▶ ABOUT THIS TASK:
The data must be transcribed exactly, with no line missing.

▶ DATA FOR THIS TASK:
────

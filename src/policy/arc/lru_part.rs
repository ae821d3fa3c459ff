//! Recency half of the adaptive cache.
//!
//! A bounded LRU segment with a per-entry hit counter and a ghost list of
//! eviction victims. The hit counter drives promotion: once an entry has
//! been touched `transform_threshold` times it qualifies for mirroring
//! into the frequency half. The capacity is mutable in single steps so the
//! coordinator can reward this half on ghost hits.

use std::hash::Hash;

use rustc_hash::FxHashMap;

use crate::ds::ghost_list::GhostList;
use crate::ds::intrusive_list::IntrusiveList;
use crate::ds::slot_arena::SlotId;

#[derive(Debug)]
struct PartEntry<K, V> {
    key: K,
    value: V,
    access_count: u64,
}

/// LRU segment with ghost tracking and promotion counting.
#[derive(Debug)]
pub struct ArcLruPart<K, V>
where
    K: Eq + Hash + Clone,
{
    index: FxHashMap<K, SlotId>,
    /// front = most recent, back = eviction victim.
    order: IntrusiveList<PartEntry<K, V>>,
    ghost: GhostList<K>,
    capacity: usize,
    transform_threshold: u64,
}

impl<K, V> ArcLruPart<K, V>
where
    K: Eq + Hash + Clone,
{
    /// Creates the half with `capacity` main slots and a ghost list bounded
    /// by the same initial capacity.
    pub fn new(capacity: usize, transform_threshold: u64) -> Self {
        Self {
            index: FxHashMap::with_capacity_and_hasher(capacity, Default::default()),
            order: IntrusiveList::with_capacity(capacity),
            ghost: GhostList::new(capacity),
            capacity,
            transform_threshold,
        }
    }

    /// Inserts or overwrites `key`.
    ///
    /// Returns `true` iff the entry now qualifies for promotion into the
    /// frequency half (its access count has reached the transform
    /// threshold) — not whether an insert happened.
    pub fn insert(&mut self, key: K, value: V) -> bool {
        if self.capacity == 0 {
            return false;
        }

        if let Some(&id) = self.index.get(&key) {
            self.order.move_to_front(id);
            let Some(entry) = self.order.get_mut(id) else {
                return false;
            };
            entry.value = value;
            entry.access_count += 1;
            return entry.access_count >= self.transform_threshold;
        }

        if self.index.len() >= self.capacity {
            self.evict_to_ghost();
        }
        let count = 1;
        let id = self.order.push_front(PartEntry {
            key: key.clone(),
            value,
            access_count: count,
        });
        self.index.insert(key, id);
        count >= self.transform_threshold
    }

    /// Looks up `key`, refreshing recency and bumping the hit counter.
    ///
    /// The second tuple element reports whether the entry has reached the
    /// transform threshold and should be mirrored into the frequency half.
    pub fn get(&mut self, key: &K) -> Option<(&V, bool)> {
        let &id = self.index.get(key)?;
        self.order.move_to_front(id);
        let should_transform = {
            let entry = self.order.get_mut(id)?;
            entry.access_count += 1;
            entry.access_count >= self.transform_threshold
        };
        self.order
            .get(id)
            .map(|entry| (&entry.value, should_transform))
    }

    /// Consumes a ghost hit for `key`; `true` if it was remembered.
    pub fn check_ghost(&mut self, key: &K) -> bool {
        self.ghost.strike(key)
    }

    /// Grants this half one more main slot.
    pub fn increase_capacity(&mut self) {
        self.capacity += 1;
    }

    /// Takes one main slot away, evicting a victim first when full.
    /// Returns `false` when the capacity is already 0 and cannot shrink.
    pub fn decrease_capacity(&mut self) -> bool {
        if self.capacity == 0 {
            return false;
        }
        if self.index.len() >= self.capacity {
            self.evict_to_ghost();
        }
        self.capacity -= 1;
        true
    }

    pub fn contains(&self, key: &K) -> bool {
        self.index.contains_key(key)
    }

    pub fn len(&self) -> usize {
        self.index.len()
    }

    pub fn is_empty(&self) -> bool {
        self.index.is_empty()
    }

    pub fn capacity(&self) -> usize {
        self.capacity
    }

    pub fn ghost_len(&self) -> usize {
        self.ghost.len()
    }

    pub fn clear(&mut self) {
        self.index.clear();
        self.order.clear();
        self.ghost.clear();
    }

    fn evict_to_ghost(&mut self) {
        if let Some(entry) = self.order.pop_back() {
            self.index.remove(&entry.key);
            // Keys only: the value is dropped here.
            self.ghost.record(entry.key);
        }
    }

    #[cfg(any(test, debug_assertions))]
    pub fn debug_validate_invariants(&self) {
        assert_eq!(self.index.len(), self.order.len());
        assert!(self.index.len() <= self.capacity);
        self.order.debug_validate_invariants();
        self.ghost.debug_validate_invariants();
        for entry in self.order.iter() {
            assert!(self.index.contains_key(&entry.key));
            assert!(
                !self.ghost.contains(&entry.key),
                "key resident in both main and ghost"
            );
        }
    }
}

────

▶ REPLY:
filename src/policy/arc/lru_part.rs
repository ae821d3fa3c459ff
//! Recency half of the adaptive cache.
//!
//! A bounded LRU segment with a per-entry hit counter and a ghost list of
//! eviction victims. The hit counter drives promotion: once an entry has
//! been touched `transform_threshold` times it qualifies for mirroring
//! into the frequency half. The capacity is mutable in single steps so the
//! coordinator can reward this half on ghost hits.

use std::hash::Hash;

use rustc_hash::FxHashMap;

use crate::ds::ghost_list::GhostList;
use crate::ds::intrusive_list::IntrusiveList;
use crate::ds::slot_arena::SlotId;

#[derive(Debug)]
struct PartEntry<K, V> {
    key: K,
    value: V,
    access_count: u64,
}

/// LRU segment with ghost tracking and promotion counting.
#[derive(Debug)]
pub struct ArcLruPart<K, V>
where
    K: Eq + Hash + Clone,
{
    index: FxHashMap<K, SlotId>,
    /// front = most recent, back = eviction victim.
    order: IntrusiveList<PartEntry<K, V>>,
    ghost: GhostList<K>,
    capacity: usize,
    transform_threshold: u64,
}

impl<K, V> ArcLruPart<K, V>
where
    K: Eq + Hash + Clone,
{
    /// Creates the half with `capacity` main slots and a ghost list bounded
    /// by the same initial capacity.
    pub fn new(capacity: usize, transform_threshold: u64) -> Self {
        Self {
            index: FxHashMap::with_capacity_and_hasher(capacity, Default::default()),
            order: IntrusiveList::with_capacity(capacity),
            ghost: GhostList::new(capacity),
            capacity,
            transform_threshold,
        }
    }

    /// Inserts or overwrites `key`.
    ///
    /// Returns `true` iff the entry now qualifies for promotion into the
    /// frequency half (its access count has reached the transform
    /// threshold) — not whether an insert happened.
    pub fn insert(&mut self, key: K, value: V) -> bool {
        if self.capacity == 0 {
            return false;
        }

        if let Some(&id) = self.index.get(&key) {
            self.order.move_to_front(id);
            let Some(entry) = self.order.get_mut(id) else {
                return false;
            };
            entry.value = value;
            entry.access_count += 1;
            return entry.access_count >= self.transform_threshold;
        }

        if self.index.len() >= self.capacity {
            self.evict_to_ghost();
        }
        let count = 1;
        let id = self.order.push_front(PartEntry {
            key: key.clone(),
            value,
            access_count: count,
        });
        self.index.insert(key, id);
        count >= self.transform_threshold
    }

    /// Looks up `key`, refreshing recency and bumping the hit counter.
    ///
    /// The second tuple element reports whether the entry has reached the
    /// transform threshold and should be mirrored into the frequency half.
    pub fn get(&mut self, key: &K) -> Option<(&V, bool)> {
        let &id = self.index.get(key)?;
        self.order.move_to_front(id);
        let should_transform = {
            let entry = self.order.get_mut(id)?;
            entry.access_count += 1;
            entry.access_count >= self.transform_threshold
        };
        self.order
            .get(id)
            .map(|entry| (&entry.value, should_transform))
    }

    /// Consumes a ghost hit for `key`; `true` if it was remembered.
    pub fn check_ghost(&mut self, key: &K) -> bool {
        self.ghost.strike(key)
    }

    /// Grants this half one more main slot.
    pub fn increase_capacity(&mut self) {
        self.capacity += 1;
    }

    /// Takes one main slot away, evicting a victim first when full.
    /// Returns `false` when the capacity is already 0 and cannot shrink.
    pub fn decrease_capacity(&mut self) -> bool {
        if self.capacity == 0 {
            return false;
        }
        if self.index.len() >= self.capacity {
            self.evict_to_ghost();
        }
        self.capacity -= 1;
        true
    }

    pub fn contains(&self, key: &K) -> bool {
        self.index.contains_key(key)
    }

    pub fn len(&self) -> usize {
        self.index.len()
    }

    pub fn is_empty(&self) -> bool {
        self.index.is_empty()
    }

    pub fn capacity(&self) -> usize {
        self.capacity
    }

    pub fn ghost_len(&self) -> usize {
        self.ghost.len()
    }

    pub fn clear(&mut self) {
        self.index.clear();
        self.order.clear();
        self.ghost.clear();
    }

    fn evict_to_ghost(&mut self) {
        if let Some(entry) = self.order.pop_back() {
            self.index.remove(&entry.key);
            // Keys only: the value is dropped here.
            self.ghost.record(entry.key);
        }
    }

    #[cfg(any(test, debug_assertions))]
    pub fn debug_validate_invariants(&self) {
        assert_eq!(self.index.len(), self.order.len());
        assert!(self.index.len() <= self.capacity);
        self.order.debug_validate_invariants();
        self.ghost.debug_validate_invariants();
        for entry in self.order.iter() {
            assert!(self.index.contains_key(&entry.key));
            assert!(
                !self.ghost.contains(&entry.key),
                "key resident in both main and ghost"
            );
        }
    }
}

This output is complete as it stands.